## SOURCE RECORDS
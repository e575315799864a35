//! ACARS frame parsing.
//!
//! ACARS rides inside SBD payloads as 7-bit characters with odd parity.
//! The frame is `0x01` marker, optional `0x03` opaque 8-byte header, the
//! parity-protected body, and a trailing CRC-16/Kermit suffix marked by
//! `0x7F`. Parity and CRC failures do not abort the parse; they are counted
//! so the output stage can suppress or tag the message.

use snafu::Snafu;

use crate::crc::crc16_kermit;

#[derive(Debug, Snafu)]
pub enum AcarsError {
    /// First byte is not the 0x01 ACARS marker
    #[snafu(display("frame does not start with the ACARS marker"))]
    MissingMarker,

    /// Not enough bytes for the fixed ACARS preamble
    #[snafu(display("frame too short for an ACARS block"))]
    TooShort,
}

/// One parsed ACARS message, parity already stripped.
#[derive(Debug, Clone)]
pub struct AcarsMessage {
    pub ul: bool,
    pub mode: u8,
    /// Aircraft registration with leading padding dots removed.
    pub tail: String,
    /// Raw acknowledge byte; 0x15 is NAK.
    pub ack: u8,
    pub label: [u8; 2],
    pub block_id: u8,
    /// True unless the text ended with ETB (more blocks follow).
    pub block_end: bool,
    /// Message sequence, uplink only.
    pub seq: Option<String>,
    /// Flight number, uplink only.
    pub flight: Option<String>,
    /// Free text following STX, possibly empty.
    pub text: Vec<u8>,
    /// Opaque 8-byte header preserved for output, never interpreted.
    pub header: Option<[u8; 8]>,
    /// CRC + parity violation count.
    pub errors: u32,
}

impl AcarsMessage {
    pub fn is_nak(&self) -> bool {
        self.ack == 0x15
    }
}

/// Parse an ACARS frame out of an SBD payload.
pub fn parse_acars(data: &[u8], ul: bool) -> Result<AcarsMessage, AcarsError> {
    if data.first() != Some(&0x01) {
        return Err(AcarsError::MissingMarker);
    }
    if data.len() <= 2 {
        return Err(AcarsError::TooShort);
    }
    let mut body = &data[1..];

    // CRC suffix: two check bytes followed by the 0x7F delimiter.
    let mut csum: Option<[u8; 2]> = None;
    if body.len() >= 3 && body[body.len() - 1] == 0x7F {
        csum = Some([body[body.len() - 3], body[body.len() - 2]]);
        body = &body[..body.len() - 3];
    }

    // Opaque header block.
    let mut header: Option<[u8; 8]> = None;
    if body.first() == Some(&0x03) && body.len() >= 8 {
        let mut hdr = [0u8; 8];
        hdr.copy_from_slice(&body[..8]);
        header = Some(hdr);
        body = &body[8..];
    }

    // The Kermit CRC covers the body (after the header) plus the two check
    // bytes; a clean message folds to 0.
    let crc_error = match csum {
        Some(csum) => {
            let mut buf = body.to_vec();
            buf.extend_from_slice(&csum);
            crc16_kermit(&buf) != 0
        }
        None => true,
    };

    if body.len() < 13 {
        return Err(AcarsError::TooShort);
    }

    // Strip bit 7 of every byte, verifying odd parity on the original.
    let mut parity_ok = true;
    let stripped: Vec<u8> = body
        .iter()
        .map(|&c| {
            if c.count_ones() % 2 == 0 {
                parity_ok = false;
            }
            c & 0x7F
        })
        .collect();

    let errors = crc_error as u32 + !parity_ok as u32;

    let mode = stripped[0];
    let reg: &[u8] = &stripped[1..8];
    let reg_trim = reg.iter().position(|&c| c != b'.').unwrap_or(reg.len());
    let tail = String::from_utf8_lossy(&reg[reg_trim..]).into_owned();

    let ack = stripped[8];
    let label = [stripped[9], stripped[10]];
    let block_id = stripped[11];

    let mut rest = &stripped[12..];
    let mut block_end = true;
    match rest.last() {
        Some(0x03) => rest = &rest[..rest.len() - 1],
        Some(0x17) => {
            block_end = false;
            rest = &rest[..rest.len() - 1];
        }
        _ => {}
    }

    let mut seq = None;
    let mut flight = None;
    let mut text = Vec::new();
    if rest.first() == Some(&0x02) {
        if ul && rest.len() >= 11 {
            seq = Some(String::from_utf8_lossy(&rest[1..5]).into_owned());
            flight = Some(String::from_utf8_lossy(&rest[5..11]).into_owned());
            text = rest[11..].to_vec();
        } else {
            text = rest[1..].to_vec();
        }
    }

    Ok(AcarsMessage {
        ul,
        mode,
        tail,
        ack,
        label,
        block_id,
        block_end,
        seq,
        flight,
        text,
        header,
        errors,
    })
}

/// Attach odd parity to a 7-bit character (test/synthesis helper).
pub fn with_odd_parity(c: u8) -> u8 {
    if (c & 0x7F).count_ones() % 2 == 0 {
        (c & 0x7F) | 0x80
    } else {
        c & 0x7F
    }
}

## INSTRUCTIONS FOR THE TASK
Please say how many lines in the records above contain the string "header", giving no other words.

## TASK OUTPUT
8